The interaction of activated protein C and thrombin with the plasminogen activator inhibitor released from human endothelial cells.

: The effects of human activated protein C (APC) and thrombin on plasminogen activator inhibitor (PAI-1) released from cultured human umbilical endothelial cells, grown in serum-free 35S-methionine containing medium, were studied in two ways: measurement of PAI-1 activity with an amidolytic assay, and immunoprecipitation of the medium with anti-PAI-1 IgG, anti-protein C IgG or anti-thrombin IgG followed by SDS-PAGE and autoradiography. Addition of APC or thrombin to the endothelial cell conditioned medium results in a time and concentration dependent loss of PAI-1 activity and in the degradation of PAI-1 from 46 kD into a 42 kD product.
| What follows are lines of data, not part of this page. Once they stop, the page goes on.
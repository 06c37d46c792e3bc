// Database relocation, one database at a time:
//  1. Skip system databases
//  2. Read the file list (empty -> DatabaseNotFound)
//  3. Snapshot the file list into the ledger and persist it
//  4. SINGLE_USER WITH ROLLBACK IMMEDIATE (open transactions are discarded)
//  5. Detach
//  6. Move each file: DATA -> data_dir, LOG -> log_dir, same file name
//  7. Attach from the new locations (failure leaves the database detached)
//  8. MULTI_USER
//  9. Record success and persist the ledger
//
// The loop over databases is sequential: a detach briefly removes the
// database from the catalog that the "all user databases" query reads.

use std::path::{Path, PathBuf};

use log::{error, info, warn, Level};
use logging_timer::timer;

use crate::best_effort::BestEffort;
use crate::catalog::{is_system_database, Catalog, FileKind, FileRecord};
use crate::context::RunContext;
use crate::error::RelocateError;
use crate::job::DatabaseTarget;
use crate::utils::Utils;

#[derive(Debug, Clone, Copy, PartialEq, Eq)]
pub enum DatabaseOutcome {
    Moved,
    SkippedSystem,
}

/// Per-run tally of the database phase
#[derive(Debug, Clone, Default, PartialEq, Eq)]
pub struct DatabaseSummary {
    pub moved: Vec<String>,
    pub not_found: Vec<String>,
    pub skipped_system: Vec<String>,
}

/// Where a file of `kind` belongs under `target`
pub fn destination_dir(target: &DatabaseTarget, kind: FileKind) -> &Path {
    match kind {
        FileKind::Data => &target.data_dir,
        FileKind::Log => &target.log_dir,
    }
}

/// New physical path for every file, in file order
fn plan_moves(
    files: &[FileRecord],
    target: &DatabaseTarget,
) -> Result<Vec<(FileRecord, PathBuf)>, RelocateError> {
    files
        .iter()
        .map(|f| Ok((f.clone(), f.relocated_to(destination_dir(target, f.kind))?)))
        .collect()
}

/// Relocate one database. On failure the ledger is persisted and a
/// best-effort MULTI_USER restore is attempted before the error is returned.
pub fn relocate_database(
    ctx: &mut RunContext,
    database: &str,
    target: &DatabaseTarget,
) -> Result<DatabaseOutcome, RelocateError> {
    if is_system_database(database) {
        info!("Skipping system database '{}'", database);
        return Ok(DatabaseOutcome::SkippedSystem);
    }

    let _tmr = timer!(Level::Info; "relocate_database", "{}", database);
    let query = ctx.query();
    let catalog = Catalog::new(query.as_ref());

    let files = catalog.database_files(database)?;
    if files.is_empty() {
        return Err(RelocateError::DatabaseNotFound(database.to_owned()));
    }

    // The snapshot must reach disk before anything changes
    ctx.update_ledger(|ledger| ledger.record_original_files(database, &files));
    ctx.persist_ledger()?;

    match move_and_reattach(&catalog, database, &files, target) {
        Ok(()) => {
            ctx.update_ledger(|ledger| ledger.record_moved(database));
            ctx.persist_ledger()?;
            info!("Database '{}' relocated", database);
            Ok(DatabaseOutcome::Moved)
        }
        Err(e) => {
            error!("Relocation of '{}' failed: {}", database, e);
            let mut cleanup = BestEffort::new();
            cleanup.attempt("restore MULTI_USER", catalog.set_multi_user(database));
            cleanup.attempt("persist ledger", ctx.persist_ledger());
            Err(e)
        }
    }
}

fn move_and_reattach(
    catalog: &Catalog,
    database: &str,
    files: &[FileRecord],
    target: &DatabaseTarget,
) -> Result<(), RelocateError> {
    let moves = plan_moves(files, target)?;

    info!("Setting '{}' to SINGLE_USER", database);
    catalog.set_single_user(database)?;

    info!("Detaching '{}'", database);
    catalog.detach(database)?;

    for (record, new_path) in &moves {
        Utils::move_file(&record.physical_path, new_path)?;
    }

    let new_paths: Vec<PathBuf> = moves.iter().map(|(_, p)| p.clone()).collect();
    info!("Attaching '{}' from new locations", database);
    if let Err(e) = catalog.attach(database, &new_paths) {
        error!(
            "'{}' is DETACHED: attach from {:?} failed. Attach manually or run rollback.",
            database, new_paths
        );
        return Err(e);
    }

    verify_attached(catalog, database, &moves)?;

    info!("Setting '{}' to MULTI_USER", database);
    catalog.set_multi_user(database)
}

/// Confirm the engine reports every file at its planned location
fn verify_attached(
    catalog: &Catalog,
    database: &str,
    moves: &[(FileRecord, PathBuf)],
) -> Result<(), RelocateError> {
    let attached = catalog.database_files(database)?;
    for (record, expected) in moves {
        let actual = attached
            .iter()
            .find(|f| f.logical_name == record.logical_name)
            .map(|f| &f.physical_path);
        if actual != Some(expected) {
            return Err(RelocateError::Error(format!(
                "'{}' file '{}' expected at '{}', engine reports {:?}",
                database,
                record.logical_name,
                expected.display(),
                actual
            )));
        }
    }
    Ok(())
}

/// Relocate every database named by `target` (or every user database),
/// stopping at the first failure other than a missing database
pub fn relocate_databases(
    ctx: &mut RunContext,
    target: &DatabaseTarget,
) -> Result<DatabaseSummary, RelocateError> {
    let _tmr = timer!(Level::Info; "relocate_databases");

    let names = if target.names.is_empty() {
        ctx.catalog().user_databases()?
    } else {
        target.names.clone()
    };
    info!("Relocating {} database(s): {:?}", names.len(), names);

    let mut summary = DatabaseSummary::default();
    for name in &names {
        match relocate_database(ctx, name, target) {
            Ok(DatabaseOutcome::Moved) => summary.moved.push(name.clone()),
            Ok(DatabaseOutcome::SkippedSystem) => summary.skipped_system.push(name.clone()),
            Err(RelocateError::DatabaseNotFound(_)) => {
                warn!("Database '{}' not found - skipping", name);
                summary.not_found.push(name.clone());
            }
            Err(e) => {
                let remaining = names.len()
                    - summary.moved.len()
                    - summary.not_found.len()
                    - summary.skipped_system.len()
                    - 1;
                error!(
                    "Aborting database phase at '{}'; {} database(s) not attempted",
                    name, remaining
                );
                return Err(e);
            }
        }
    }

    Ok(summary)
}

/// Point the instance default data/log paths at the new directories,
/// recording the old values first
pub fn relocate_default_paths(
    ctx: &mut RunContext,
    target: &DatabaseTarget,
) -> Result<(), RelocateError> {
    let (data_path, log_path) = ctx.catalog().default_paths()?;
    info!(
        "Current default paths: data {:?}, log {:?}",
        data_path, log_path
    );

    ctx.update_ledger(|ledger| ledger.record_default_paths(data_path, log_path));
    ctx.persist_ledger()?;

    let catalog = ctx.catalog();
    catalog.set_default_data_path(&target.data_dir.to_string_lossy())?;
    catalog.set_default_log_path(&target.log_dir.to_string_lossy())?;
    info!(
        "Default paths set to data '{}', log '{}'",
        target.data_dir.display(),
        target.log_dir.display()
    );
    Ok(())
}
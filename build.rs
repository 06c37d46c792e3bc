fn main() {
    // Enables static linking of the vcruntime library on Windows builds so the
    // binary can be dropped onto a database host without a runtime installer
    static_vcruntime::metabuild();
}
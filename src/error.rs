use std::io;
use thiserror::Error;

#[derive(Error, Debug)]
pub enum RelocateError {
    #[error("I/O error: {0}")]
    IoError(#[from] io::Error), // Converts io::Error into RelocateError automatically

    #[error("Serialization error: {0}")]
    JsonError(#[from] serde_json::Error),

    #[error("Database engine unreachable: {0}")]
    EngineUnreachable(String),

    #[error("Statement failed: {message} (statement: {statement})")]
    StatementFailed { statement: String, message: String },

    #[error("Database '{0}' not found")]
    DatabaseNotFound(String),

    #[error("Copy from {source_root} to {destination_root} failed with exit code {exit_code}")]
    CopyFailed {
        source_root: String,
        destination_root: String,
        exit_code: i32,
    },

    #[error("Volume {0} not found")]
    VolumeNotFound(String),

    #[error("Relabel of {from} to {to} failed: {message}")]
    RelabelFailed {
        from: String,
        to: String,
        message: String,
    },

    #[error("Insufficient space on {volume}: {required} bytes required, {available} bytes available")]
    InsufficientSpace {
        volume: String,
        required: u64,
        available: u64,
    },

    #[error("Invalid job description: {0}")]
    PartitionMissingOrConfigInvalid(String),

    #[error("Phase failed: {0}")]
    PhaseFailed(String),

    #[error("Error: {0}")]
    Error(String), // Allows custom application errors
}

impl RelocateError {
    /// Shorthand for a rejected statement
    pub fn statement_failed(statement: &str, message: impl Into<String>) -> Self {
        RelocateError::StatementFailed {
            statement: statement.to_owned(),
            message: message.into(),
        }
    }
}
use std::fs;
use std::path::{Path, PathBuf};

use directories::ProjectDirs;
use figment::{
    providers::{Env, Format, Serialized, Toml},
    Figment,
};
use once_cell::sync::OnceCell;
use serde::{Deserialize, Serialize};

use crate::volume::DriveLetter;

pub static CONFIG: OnceCell<Config> = OnceCell::new();

const ENV_PREFIX: &str = "SQLRELOCATE_";

#[derive(Serialize, Deserialize, Debug, Clone, PartialEq)]
pub struct LoggingConfig {
    pub sqlrelocate: String,
}

impl LoggingConfig {
    const LOG_LEVELS: [&str; 5] = ["error", "warn", "info", "debug", "trace"];
    const SQLRELOCATE_LEVEL: &str = "info";

    fn default() -> Self {
        LoggingConfig {
            sqlrelocate: Self::SQLRELOCATE_LEVEL.to_string(),
        }
    }

    fn ensure_valid(&mut self) {
        let str_original = self.sqlrelocate.clone();
        self.sqlrelocate = self.sqlrelocate.trim().to_ascii_lowercase();
        if !Self::LOG_LEVELS.contains(&self.sqlrelocate.as_str()) {
            eprintln!(
                "Config error: sqlrelocate log level of '{}' is invalid - using default of '{}'",
                str_original,
                Self::SQLRELOCATE_LEVEL
            );
            self.sqlrelocate = Self::SQLRELOCATE_LEVEL.to_owned();
        }
    }
}

#[derive(Serialize, Deserialize, Debug, Clone, PartialEq)]
pub struct PathsConfig {
    pub ledger_dir: PathBuf,
    pub log_dir: PathBuf,
}

impl PathsConfig {
    fn default_in(data_dir: &Path) -> Self {
        PathsConfig {
            ledger_dir: data_dir.join("ledgers"),
            log_dir: data_dir.join("logs"),
        }
    }
}

#[derive(Serialize, Deserialize, Debug, Clone, PartialEq)]
pub struct ToolsConfig {
    pub sqlcmd: String,
    pub robocopy: String,
    pub powershell: String,
    pub copy_retries: u32,
    pub copy_wait_secs: u32,
    pub copy_threads: u32,
}

impl ToolsConfig {
    // robocopy accepts /MT:1 through /MT:128
    const MAX_COPY_THREADS: u32 = 128;
    const COPY_THREADS: u32 = 8;

    fn default() -> Self {
        ToolsConfig {
            sqlcmd: "sqlcmd".to_owned(),
            robocopy: "robocopy".to_owned(),
            powershell: "powershell".to_owned(),
            copy_retries: 1,
            copy_wait_secs: 1,
            copy_threads: Self::COPY_THREADS,
        }
    }

    fn ensure_valid(&mut self) {
        if self.copy_threads == 0 || self.copy_threads > Self::MAX_COPY_THREADS {
            eprintln!(
                "Config error: copy_threads of '{}' is invalid - using default of '{}'",
                self.copy_threads,
                Self::COPY_THREADS
            );
            self.copy_threads = Self::COPY_THREADS;
        }
    }
}

#[derive(Serialize, Deserialize, Debug, Clone, PartialEq)]
pub struct VolumesConfig {
    pub default_temporary_volume: String,
}

impl VolumesConfig {
    const DEFAULT_TEMPORARY_VOLUME: &str = "T:";

    fn default() -> Self {
        VolumesConfig {
            default_temporary_volume: Self::DEFAULT_TEMPORARY_VOLUME.to_owned(),
        }
    }

    pub fn default_temporary_letter(&self) -> DriveLetter {
        // ensure_valid guarantees this parses; the fallback only guards
        // against a Config built by hand
        self.default_temporary_volume
            .parse()
            .unwrap_or(DriveLetter::DEFAULT_TEMPORARY)
    }

    fn ensure_valid(&mut self) {
        match self.default_temporary_volume.parse::<DriveLetter>() {
            Ok(letter) => self.default_temporary_volume = letter.to_string(),
            Err(_) => {
                eprintln!(
                    "Config error: default_temporary_volume of '{}' is invalid - using default of '{}'",
                    self.default_temporary_volume,
                    Self::DEFAULT_TEMPORARY_VOLUME
                );
                self.default_temporary_volume = Self::DEFAULT_TEMPORARY_VOLUME.to_owned();
            }
        }
    }
}

#[derive(Serialize, Deserialize, Debug, Clone, PartialEq)]
pub struct Config {
    pub logging: LoggingConfig,
    pub paths: PathsConfig,
    pub tools: ToolsConfig,
    pub volumes: VolumesConfig,
}

impl Config {
    /// Defaults with all state directories rooted at `data_dir`
    pub fn default_in(data_dir: &Path) -> Self {
        Config {
            logging: LoggingConfig::default(),
            paths: PathsConfig::default_in(data_dir),
            tools: ToolsConfig::default(),
            volumes: VolumesConfig::default(),
        }
    }

    /// Loads the configuration from a TOML file located in the app's data directory.
    /// If the file is missing or fails to parse, defaults are used.
    /// Additionally, writes the default config to disk if no file exists.
    /// Environment variables prefixed with `SQLRELOCATE_` override both
    /// (nested keys use `__`, e.g. `SQLRELOCATE_TOOLS__COPY_THREADS=16`).
    pub fn load_config(project_dirs: &ProjectDirs) -> Self {
        let data_dir = project_dirs.data_local_dir();
        let config_path = data_dir.join("config.toml");
        let default_config = Config::default_in(data_dir);

        if !config_path.exists() {
            if let Some(parent) = config_path.parent() {
                if let Err(e) = fs::create_dir_all(parent) {
                    eprintln!(
                        "Failed to create configuration directory {}: {}",
                        parent.display(),
                        e
                    );
                }
            }
            if let Ok(toml_string) = toml::to_string_pretty(&default_config) {
                if let Err(e) = fs::write(&config_path, toml_string) {
                    eprintln!(
                        "Failed to write default config to {}: {}",
                        config_path.display(),
                        e
                    );
                }
            } else {
                eprintln!("Failed to serialize default config.");
            }
        }

        Self::from_sources(default_config, &config_path)
    }

    /// Merge defaults, the TOML file at `config_path` and the environment
    fn from_sources(default_config: Config, config_path: &Path) -> Self {
        let figment = Figment::from(Serialized::defaults(default_config.clone()))
            .merge(Toml::file(config_path))
            .merge(Env::prefixed(ENV_PREFIX).split("__"));

        let mut config = figment.extract().unwrap_or_else(|err| {
            eprintln!(
                "Could not load config file {}: {}. Using default configuration.",
                config_path.display(),
                err
            );
            default_config
        });

        config.ensure_valid();

        config
    }

    /// The process-wide configuration. Falls back to defaults rooted in the
    /// working directory if `CONFIG` was never initialized (tests, `check`).
    pub fn get() -> &'static Config {
        CONFIG.get_or_init(|| Config::default_in(Path::new(".sqlrelocate")))
    }

    fn ensure_valid(&mut self) {
        self.logging.ensure_valid();
        self.tools.ensure_valid();
        self.volumes.ensure_valid();
    }
}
After incubation of the medium with APC in the presence of cells, an additional band of 95 kD was found, which could be immunoprecipitated with both anti-PAI-1 IgG and anti-protein C IgG, indicating the formation of an APC-PAI-1 complex before degradation occurs. No complex could be detected after incubation of the medium with thrombin in the presence of endothelial cells. Blocking the active sites of APC and thrombin prevented both the formation of APC-PAI-1 complexes and the inactivation and degradation of PAI-1. After removal of the active PAI-1 from the medium, no degradation of the inactive PAI-1 by APC or thrombin could be found. It is concluded that both APC and thrombin react with the active PAI-1, resulting in inactivation and degradation of PAI-1.